VERDIEPING II: JITRO WILDE JOODS MAKEN
Mosje zei toen tegen zijn schoonvader Chovav, de zoon van Re’oe’eel de Midjaniet: “Wij gaan nu naar het gebied dat HaSjeem ons heeft toegezegd. Ga mee met ons, het zal u goed bij ons gaan want HaSjeem het Joodse volk het goede beloofd“.
Maar Mosje’s schoonvader Chovav antwoordde dat hij liever naar zijn geboorteland terugging. Mosje smeekte: “Ga toch niet weg…u bent onze gids’’ (10:29-31).
Rasji (1040-1105) verklaart, dat Jitro naar zijn vroegere woonplaats terug wilde keren om zijn familie Joods te maken. Men moet zeggen, dat hij daartoe een Beth din, een Joodse gerechtshof moest meenemen. Hoe heeft hij dit gedaan? Deze vraag blijft onbeantwoord maar hoe een gijoer, bekering tot het Jodendom in zijn werking gaat, is inmiddels wel bekend. Op Sjawoe’ot lazen we over Roet, die Joods werd en de voormoeder van koning David.
Etnische gemeenschap
Joden vormen geen ras, maar zijn een etnische gemeenschap, een volk. Deze gemeenschap heeft zijn culturele en religieuze identiteit tussen 135 n.d.g.j. toen de provincie Judaea werd ontbonden, en 1948, toen de moderne staat Israël werd opgericht, altijd goed weten te behouden ondanks voortdurende vervolgingen.

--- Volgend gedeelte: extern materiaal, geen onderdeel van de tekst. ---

// Licensed to the Apache Software Foundation (ASF) under one
// or more contributor license agreements.  See the NOTICE file
// distributed with this work for additional information
// regarding copyright ownership.  The ASF licenses this file
// to you under the Apache License, Version 2.0 (the
// "License"); you may not use this file except in compliance
// with the License.  You may obtain a copy of the License at
//
//   http://www.apache.org/licenses/LICENSE-2.0
//
// Unless required by applicable law or agreed to in writing,
// software distributed under the License is distributed on an
// "AS IS" BASIS, WITHOUT WARRANTIES OR CONDITIONS OF ANY
// KIND, either express or implied.  See the License for the
// specific language governing permissions and limitations
// under the License.

use std::collections::BTreeMap;

use async_trait::async_trait;
use nimbus_core::{Collection, NotFoundExt, Result};

use crate::SqsApi;

/// Queue materialized from SQS.
#[derive(Debug, Clone, Default, PartialEq, Eq)]
pub struct Queue {
    /// Url of the queue.
    pub url: String,
    /// Attributes, only loaded by [`Queues::get`].
    pub attributes: BTreeMap<String, String>,
}

impl Queue {
    /// Name of the queue, the last segment of its url.
    pub fn name(&self) -> &str {
        self.url.rsplit('/').next().unwrap_or_default()
    }
}

/// Queues loads queues through an [`SqsApi`].
#[derive(Debug)]
pub struct Queues<'a> {
    api: &'a mut dyn SqsApi,
}

impl<'a> Queues<'a> {
    /// Create a new collection on top of a service.
    pub fn new(api: &'a mut dyn SqsApi) -> Self {
        Self { api }
    }

    /// Create a queue and return it.
    pub async fn create(
        &mut self,
        name: &str,
        attributes: &BTreeMap<String, String>,
    ) -> Result<Queue> {
        let out = self.api.create_queue(name, attributes).await?;
        Ok(Queue {
            url: out.queue_url,
            attributes: attributes.clone(),
        })
    }
}

#[async_trait]
impl Collection for Queues<'_> {
    type Model = Queue;

    async fn all(&mut self) -> Result<Vec<Queue>> {
        let out = self.api.list_queues(None).await?;
        Ok(out
            .queue_urls
            .into_iter()
            .map(|url| Queue {
                url,
                attributes: BTreeMap::new(),
            })
            .collect())
    }

    /// Load a queue with all of its attributes by url.
    async fn get(&mut self, url: &str) -> Result<Option<Queue>> {
        let out = self
            .api
            .get_queue_attributes(url, "All")
            .await
            .not_found_as_none()?;

        Ok(out.map(|out| Queue {
            url: url.to_string(),
            attributes: out.attributes,
        }))
    }
}

#[cfg(test)]
mod tests {
    use super::*;
    use crate::MockSqsService;

    #[tokio::test]
    async fn test_queues_with_mock() -> Result<()> {
        let mut api = MockSqsService::new();
        let mut queues = Queues::new(&mut api);

        let queue = queues.create("orders", &BTreeMap::new()).await?;
        assert_eq!(queue.name(), "orders");

        assert!(queues.all().await?.is_empty());
        assert!(queues.get(&queue.url).await?.is_some());
        assert!(queues.get("").await?.is_none());
        Ok(())
    }
}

Het voortbestaan van de Joodse identiteit is te danken aan het vasthouden van de Joden aan hun geloof en het leven naar de Joodse wetten, zoals deze staan in de Tora – de vijf boeken Mozes – en de mondelinge traditie. Hierdoor voelen Joden zich, waar ook ter wereld, verbonden met elkaar. Iemand is Joods als hij een Joodse moeder heeft.
Het is in principe ook mogelijk Jood te worden. Iemand die zich tot het Jodendom wil bekeren moet daarvoor jarenlang studeren, praktiseren en inburgeren. Het Jodendom ziet het echter niet als haar opdracht iedereen Joods te maken, wel om anderen te inspireren.
Joodse leefregels en gebruiken
Gehoorzaamheid aan de Tora staat in het Jodendom centraal. In totaal telt de Tora 613 voorschriften, mitsvot. 248 hiervan zijn geboden en 365 verboden. De mitsvot schrijven voor hoe de gelovige Jood moet leven. In de Misjna en Talmoed zijn de voorschriften verder uitgewerkt.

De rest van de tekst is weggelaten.